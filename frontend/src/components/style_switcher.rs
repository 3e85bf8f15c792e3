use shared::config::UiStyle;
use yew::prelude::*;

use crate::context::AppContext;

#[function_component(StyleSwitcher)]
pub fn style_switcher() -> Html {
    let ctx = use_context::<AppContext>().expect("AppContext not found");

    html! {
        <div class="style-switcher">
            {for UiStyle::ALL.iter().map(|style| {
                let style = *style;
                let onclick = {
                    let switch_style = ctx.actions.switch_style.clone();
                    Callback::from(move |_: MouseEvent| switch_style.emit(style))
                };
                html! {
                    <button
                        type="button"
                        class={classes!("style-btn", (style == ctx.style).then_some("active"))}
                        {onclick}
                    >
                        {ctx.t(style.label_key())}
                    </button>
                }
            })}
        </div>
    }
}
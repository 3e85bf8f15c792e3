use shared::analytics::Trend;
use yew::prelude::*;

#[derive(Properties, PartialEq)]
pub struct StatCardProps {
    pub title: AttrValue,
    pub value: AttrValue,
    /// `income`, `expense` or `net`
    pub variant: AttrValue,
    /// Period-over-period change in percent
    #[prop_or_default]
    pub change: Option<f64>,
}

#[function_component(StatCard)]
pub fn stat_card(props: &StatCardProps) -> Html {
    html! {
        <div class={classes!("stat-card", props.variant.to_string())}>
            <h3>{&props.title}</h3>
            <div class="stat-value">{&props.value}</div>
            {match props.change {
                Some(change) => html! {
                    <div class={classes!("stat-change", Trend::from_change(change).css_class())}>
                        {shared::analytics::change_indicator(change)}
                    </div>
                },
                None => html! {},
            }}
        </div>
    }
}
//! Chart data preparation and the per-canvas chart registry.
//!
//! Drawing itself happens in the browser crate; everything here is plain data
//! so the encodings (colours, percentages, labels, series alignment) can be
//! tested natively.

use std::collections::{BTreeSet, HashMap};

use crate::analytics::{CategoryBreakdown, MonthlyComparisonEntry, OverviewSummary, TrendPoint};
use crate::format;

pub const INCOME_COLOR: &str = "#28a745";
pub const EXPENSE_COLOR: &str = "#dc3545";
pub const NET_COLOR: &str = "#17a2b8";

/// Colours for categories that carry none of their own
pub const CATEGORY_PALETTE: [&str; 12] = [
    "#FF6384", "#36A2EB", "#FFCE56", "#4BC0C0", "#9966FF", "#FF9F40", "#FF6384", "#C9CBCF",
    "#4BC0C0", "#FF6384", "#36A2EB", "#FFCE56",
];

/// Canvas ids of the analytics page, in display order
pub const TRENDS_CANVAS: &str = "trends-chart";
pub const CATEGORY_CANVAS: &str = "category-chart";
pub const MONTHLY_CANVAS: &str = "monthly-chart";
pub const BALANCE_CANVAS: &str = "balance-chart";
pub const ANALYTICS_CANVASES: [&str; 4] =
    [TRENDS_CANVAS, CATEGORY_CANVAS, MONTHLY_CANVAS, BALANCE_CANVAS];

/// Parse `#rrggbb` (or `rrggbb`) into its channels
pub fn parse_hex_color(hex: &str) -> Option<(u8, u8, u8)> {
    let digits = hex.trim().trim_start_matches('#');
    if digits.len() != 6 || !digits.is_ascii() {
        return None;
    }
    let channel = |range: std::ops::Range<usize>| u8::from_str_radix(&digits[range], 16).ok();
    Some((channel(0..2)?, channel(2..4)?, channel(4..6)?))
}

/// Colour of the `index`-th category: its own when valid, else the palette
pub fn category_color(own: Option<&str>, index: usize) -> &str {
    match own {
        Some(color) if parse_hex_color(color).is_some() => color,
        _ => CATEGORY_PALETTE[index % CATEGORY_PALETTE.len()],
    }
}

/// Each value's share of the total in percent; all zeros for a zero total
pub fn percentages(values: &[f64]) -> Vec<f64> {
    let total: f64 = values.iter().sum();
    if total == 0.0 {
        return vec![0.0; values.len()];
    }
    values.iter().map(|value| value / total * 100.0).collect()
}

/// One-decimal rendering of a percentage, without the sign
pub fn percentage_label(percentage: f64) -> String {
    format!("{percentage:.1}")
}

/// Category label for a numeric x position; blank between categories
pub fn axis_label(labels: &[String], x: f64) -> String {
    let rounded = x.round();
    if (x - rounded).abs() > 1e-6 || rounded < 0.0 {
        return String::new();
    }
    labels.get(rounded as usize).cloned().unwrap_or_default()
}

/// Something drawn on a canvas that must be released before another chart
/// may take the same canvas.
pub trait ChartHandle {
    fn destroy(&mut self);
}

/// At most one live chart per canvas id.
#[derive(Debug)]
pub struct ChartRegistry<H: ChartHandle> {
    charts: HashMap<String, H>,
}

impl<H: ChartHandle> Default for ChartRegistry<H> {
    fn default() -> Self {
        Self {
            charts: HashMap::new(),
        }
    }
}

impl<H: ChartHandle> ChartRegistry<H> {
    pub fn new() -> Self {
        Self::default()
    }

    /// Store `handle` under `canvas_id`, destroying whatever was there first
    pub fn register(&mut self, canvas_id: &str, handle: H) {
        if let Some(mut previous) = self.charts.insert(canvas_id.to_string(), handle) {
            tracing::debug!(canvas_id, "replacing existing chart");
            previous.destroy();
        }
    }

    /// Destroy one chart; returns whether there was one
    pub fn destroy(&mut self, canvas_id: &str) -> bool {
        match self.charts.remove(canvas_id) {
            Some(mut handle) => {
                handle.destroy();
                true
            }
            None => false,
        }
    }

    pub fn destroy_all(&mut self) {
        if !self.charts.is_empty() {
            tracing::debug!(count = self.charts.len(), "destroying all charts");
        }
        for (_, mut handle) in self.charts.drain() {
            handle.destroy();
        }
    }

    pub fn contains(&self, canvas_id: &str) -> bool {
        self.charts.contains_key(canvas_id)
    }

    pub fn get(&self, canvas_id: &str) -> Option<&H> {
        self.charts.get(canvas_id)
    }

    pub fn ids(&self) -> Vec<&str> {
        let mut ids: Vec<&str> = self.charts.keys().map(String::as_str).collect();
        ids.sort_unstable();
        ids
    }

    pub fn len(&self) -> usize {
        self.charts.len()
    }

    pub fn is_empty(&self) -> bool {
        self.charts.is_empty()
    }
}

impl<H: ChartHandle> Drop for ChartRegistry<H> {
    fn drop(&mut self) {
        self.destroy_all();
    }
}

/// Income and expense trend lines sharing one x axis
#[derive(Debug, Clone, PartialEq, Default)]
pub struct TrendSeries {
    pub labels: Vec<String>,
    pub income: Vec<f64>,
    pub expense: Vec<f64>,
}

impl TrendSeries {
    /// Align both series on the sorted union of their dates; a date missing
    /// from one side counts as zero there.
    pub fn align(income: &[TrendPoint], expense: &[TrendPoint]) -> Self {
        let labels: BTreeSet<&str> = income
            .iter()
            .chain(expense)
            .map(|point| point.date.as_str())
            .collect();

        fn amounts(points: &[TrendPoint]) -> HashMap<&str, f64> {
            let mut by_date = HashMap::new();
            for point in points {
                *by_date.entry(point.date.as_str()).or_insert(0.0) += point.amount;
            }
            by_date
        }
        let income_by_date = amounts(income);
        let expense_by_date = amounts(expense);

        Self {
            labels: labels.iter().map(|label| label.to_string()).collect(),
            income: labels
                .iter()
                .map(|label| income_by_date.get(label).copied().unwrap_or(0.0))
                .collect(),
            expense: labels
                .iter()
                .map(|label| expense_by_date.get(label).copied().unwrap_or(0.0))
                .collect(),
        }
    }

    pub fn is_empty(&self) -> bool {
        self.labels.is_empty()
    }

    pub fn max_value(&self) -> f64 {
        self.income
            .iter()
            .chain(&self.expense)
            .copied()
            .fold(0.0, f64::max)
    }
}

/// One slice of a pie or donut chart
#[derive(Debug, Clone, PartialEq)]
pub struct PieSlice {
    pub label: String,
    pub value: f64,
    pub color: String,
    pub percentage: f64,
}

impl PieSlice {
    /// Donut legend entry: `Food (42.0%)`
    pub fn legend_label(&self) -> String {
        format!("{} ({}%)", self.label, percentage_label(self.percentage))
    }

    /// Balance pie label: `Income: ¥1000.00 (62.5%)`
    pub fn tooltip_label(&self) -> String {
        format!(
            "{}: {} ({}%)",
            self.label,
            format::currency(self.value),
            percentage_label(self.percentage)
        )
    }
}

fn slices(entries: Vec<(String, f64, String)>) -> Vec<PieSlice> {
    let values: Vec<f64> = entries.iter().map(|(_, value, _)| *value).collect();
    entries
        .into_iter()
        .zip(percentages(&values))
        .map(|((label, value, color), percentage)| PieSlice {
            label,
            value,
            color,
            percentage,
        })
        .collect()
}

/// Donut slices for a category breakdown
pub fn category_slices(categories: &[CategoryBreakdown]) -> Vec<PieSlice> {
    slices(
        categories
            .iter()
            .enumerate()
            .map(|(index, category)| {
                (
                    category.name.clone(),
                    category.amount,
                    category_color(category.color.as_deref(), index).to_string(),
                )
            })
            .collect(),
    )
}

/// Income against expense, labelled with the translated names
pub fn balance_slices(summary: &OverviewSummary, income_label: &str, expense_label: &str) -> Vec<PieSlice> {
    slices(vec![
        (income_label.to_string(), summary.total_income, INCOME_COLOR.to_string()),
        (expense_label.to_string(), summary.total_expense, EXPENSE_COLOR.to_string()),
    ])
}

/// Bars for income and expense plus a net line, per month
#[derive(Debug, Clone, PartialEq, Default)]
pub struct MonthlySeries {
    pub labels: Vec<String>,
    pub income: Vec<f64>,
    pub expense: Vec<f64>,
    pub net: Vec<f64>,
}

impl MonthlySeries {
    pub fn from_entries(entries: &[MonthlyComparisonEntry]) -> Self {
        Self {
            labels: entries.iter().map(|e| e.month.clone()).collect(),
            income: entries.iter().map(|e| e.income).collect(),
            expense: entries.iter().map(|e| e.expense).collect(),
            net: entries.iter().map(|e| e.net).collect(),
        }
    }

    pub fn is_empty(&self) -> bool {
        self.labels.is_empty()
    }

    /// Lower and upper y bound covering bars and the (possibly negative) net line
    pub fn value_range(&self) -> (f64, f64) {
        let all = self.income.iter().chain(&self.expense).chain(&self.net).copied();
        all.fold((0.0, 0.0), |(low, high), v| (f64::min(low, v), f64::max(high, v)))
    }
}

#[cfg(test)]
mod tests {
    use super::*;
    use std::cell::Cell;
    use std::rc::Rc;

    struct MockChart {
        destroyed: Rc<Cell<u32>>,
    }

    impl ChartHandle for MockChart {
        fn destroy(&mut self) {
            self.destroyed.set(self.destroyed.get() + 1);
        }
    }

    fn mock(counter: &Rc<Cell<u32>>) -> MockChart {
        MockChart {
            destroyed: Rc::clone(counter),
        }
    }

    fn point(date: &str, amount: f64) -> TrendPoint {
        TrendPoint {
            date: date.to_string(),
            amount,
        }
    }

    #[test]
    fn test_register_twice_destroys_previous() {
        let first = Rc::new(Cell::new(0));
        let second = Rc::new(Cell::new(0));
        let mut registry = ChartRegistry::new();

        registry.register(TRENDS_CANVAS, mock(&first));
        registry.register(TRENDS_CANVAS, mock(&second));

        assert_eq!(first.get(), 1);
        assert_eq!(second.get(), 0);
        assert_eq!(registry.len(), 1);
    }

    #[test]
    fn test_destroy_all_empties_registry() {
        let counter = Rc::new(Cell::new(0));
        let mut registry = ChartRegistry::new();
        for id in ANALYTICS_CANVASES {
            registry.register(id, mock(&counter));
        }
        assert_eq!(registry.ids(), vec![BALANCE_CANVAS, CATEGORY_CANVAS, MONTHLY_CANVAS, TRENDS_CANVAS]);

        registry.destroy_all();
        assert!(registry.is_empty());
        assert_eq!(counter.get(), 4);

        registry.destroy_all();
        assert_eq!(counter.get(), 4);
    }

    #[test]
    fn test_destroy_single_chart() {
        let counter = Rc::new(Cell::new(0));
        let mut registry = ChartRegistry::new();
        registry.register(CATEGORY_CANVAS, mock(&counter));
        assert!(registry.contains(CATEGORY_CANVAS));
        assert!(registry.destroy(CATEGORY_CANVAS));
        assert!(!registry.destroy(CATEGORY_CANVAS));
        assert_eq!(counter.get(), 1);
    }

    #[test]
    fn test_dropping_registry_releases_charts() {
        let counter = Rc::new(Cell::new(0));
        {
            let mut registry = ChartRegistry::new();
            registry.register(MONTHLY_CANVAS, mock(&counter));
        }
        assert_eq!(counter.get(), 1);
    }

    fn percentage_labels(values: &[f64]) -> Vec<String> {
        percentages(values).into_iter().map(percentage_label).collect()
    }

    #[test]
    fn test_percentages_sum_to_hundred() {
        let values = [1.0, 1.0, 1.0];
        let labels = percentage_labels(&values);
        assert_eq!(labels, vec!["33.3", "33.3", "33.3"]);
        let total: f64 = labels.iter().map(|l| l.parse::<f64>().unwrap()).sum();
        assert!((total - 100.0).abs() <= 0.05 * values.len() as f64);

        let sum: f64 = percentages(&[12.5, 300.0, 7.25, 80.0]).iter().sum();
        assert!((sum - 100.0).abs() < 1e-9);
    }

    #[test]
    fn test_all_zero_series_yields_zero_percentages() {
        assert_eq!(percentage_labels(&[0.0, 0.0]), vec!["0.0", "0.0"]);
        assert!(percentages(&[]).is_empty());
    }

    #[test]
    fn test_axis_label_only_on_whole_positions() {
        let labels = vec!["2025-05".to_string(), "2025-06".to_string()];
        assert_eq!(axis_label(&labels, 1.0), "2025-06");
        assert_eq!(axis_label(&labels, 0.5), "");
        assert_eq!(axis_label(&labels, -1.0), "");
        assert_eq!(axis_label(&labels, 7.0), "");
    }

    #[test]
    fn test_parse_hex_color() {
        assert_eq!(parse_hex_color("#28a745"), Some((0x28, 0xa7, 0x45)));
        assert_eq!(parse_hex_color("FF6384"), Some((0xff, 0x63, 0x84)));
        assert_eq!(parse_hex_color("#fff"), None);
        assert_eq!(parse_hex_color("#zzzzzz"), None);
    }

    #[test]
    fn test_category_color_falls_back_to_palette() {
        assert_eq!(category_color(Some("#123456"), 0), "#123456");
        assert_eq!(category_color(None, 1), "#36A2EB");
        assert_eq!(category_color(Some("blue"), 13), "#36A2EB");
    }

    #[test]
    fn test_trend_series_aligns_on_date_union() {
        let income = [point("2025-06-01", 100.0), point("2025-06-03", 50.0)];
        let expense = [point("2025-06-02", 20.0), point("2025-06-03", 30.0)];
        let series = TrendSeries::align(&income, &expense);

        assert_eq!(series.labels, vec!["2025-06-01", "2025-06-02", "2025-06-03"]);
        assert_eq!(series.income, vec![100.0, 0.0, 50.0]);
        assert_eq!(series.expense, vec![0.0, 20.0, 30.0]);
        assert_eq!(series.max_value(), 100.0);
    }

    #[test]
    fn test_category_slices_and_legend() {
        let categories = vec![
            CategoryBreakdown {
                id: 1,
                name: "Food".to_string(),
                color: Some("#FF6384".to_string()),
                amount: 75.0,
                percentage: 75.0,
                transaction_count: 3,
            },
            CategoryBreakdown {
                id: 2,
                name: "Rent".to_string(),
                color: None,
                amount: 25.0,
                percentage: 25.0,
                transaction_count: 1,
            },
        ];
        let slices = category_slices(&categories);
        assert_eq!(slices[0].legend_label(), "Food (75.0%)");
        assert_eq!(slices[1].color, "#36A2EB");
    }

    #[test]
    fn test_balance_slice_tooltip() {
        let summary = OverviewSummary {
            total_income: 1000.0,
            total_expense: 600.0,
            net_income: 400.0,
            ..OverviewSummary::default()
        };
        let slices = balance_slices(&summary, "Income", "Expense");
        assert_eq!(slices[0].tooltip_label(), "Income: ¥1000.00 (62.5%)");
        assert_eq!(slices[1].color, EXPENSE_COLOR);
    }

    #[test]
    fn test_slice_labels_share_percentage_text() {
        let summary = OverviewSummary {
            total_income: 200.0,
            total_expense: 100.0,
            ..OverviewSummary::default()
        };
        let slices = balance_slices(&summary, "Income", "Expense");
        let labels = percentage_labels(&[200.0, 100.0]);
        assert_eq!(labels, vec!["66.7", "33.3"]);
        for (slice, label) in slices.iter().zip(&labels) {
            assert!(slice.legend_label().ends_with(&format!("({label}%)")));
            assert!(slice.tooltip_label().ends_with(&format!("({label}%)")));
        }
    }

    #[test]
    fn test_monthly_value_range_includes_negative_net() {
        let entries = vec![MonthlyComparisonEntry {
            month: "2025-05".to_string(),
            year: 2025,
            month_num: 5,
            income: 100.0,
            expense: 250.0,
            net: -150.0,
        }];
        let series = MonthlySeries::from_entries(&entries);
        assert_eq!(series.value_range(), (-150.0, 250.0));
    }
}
·····
Exercise objective: Among the records above, find each line containing the string "PartialEq" and copy it.

Your response:
#[derive(Properties, PartialEq)]
#[derive(Debug, Clone, PartialEq, Default)]
#[derive(Debug, Clone, PartialEq)]
#[derive(Debug, Clone, PartialEq, Default)]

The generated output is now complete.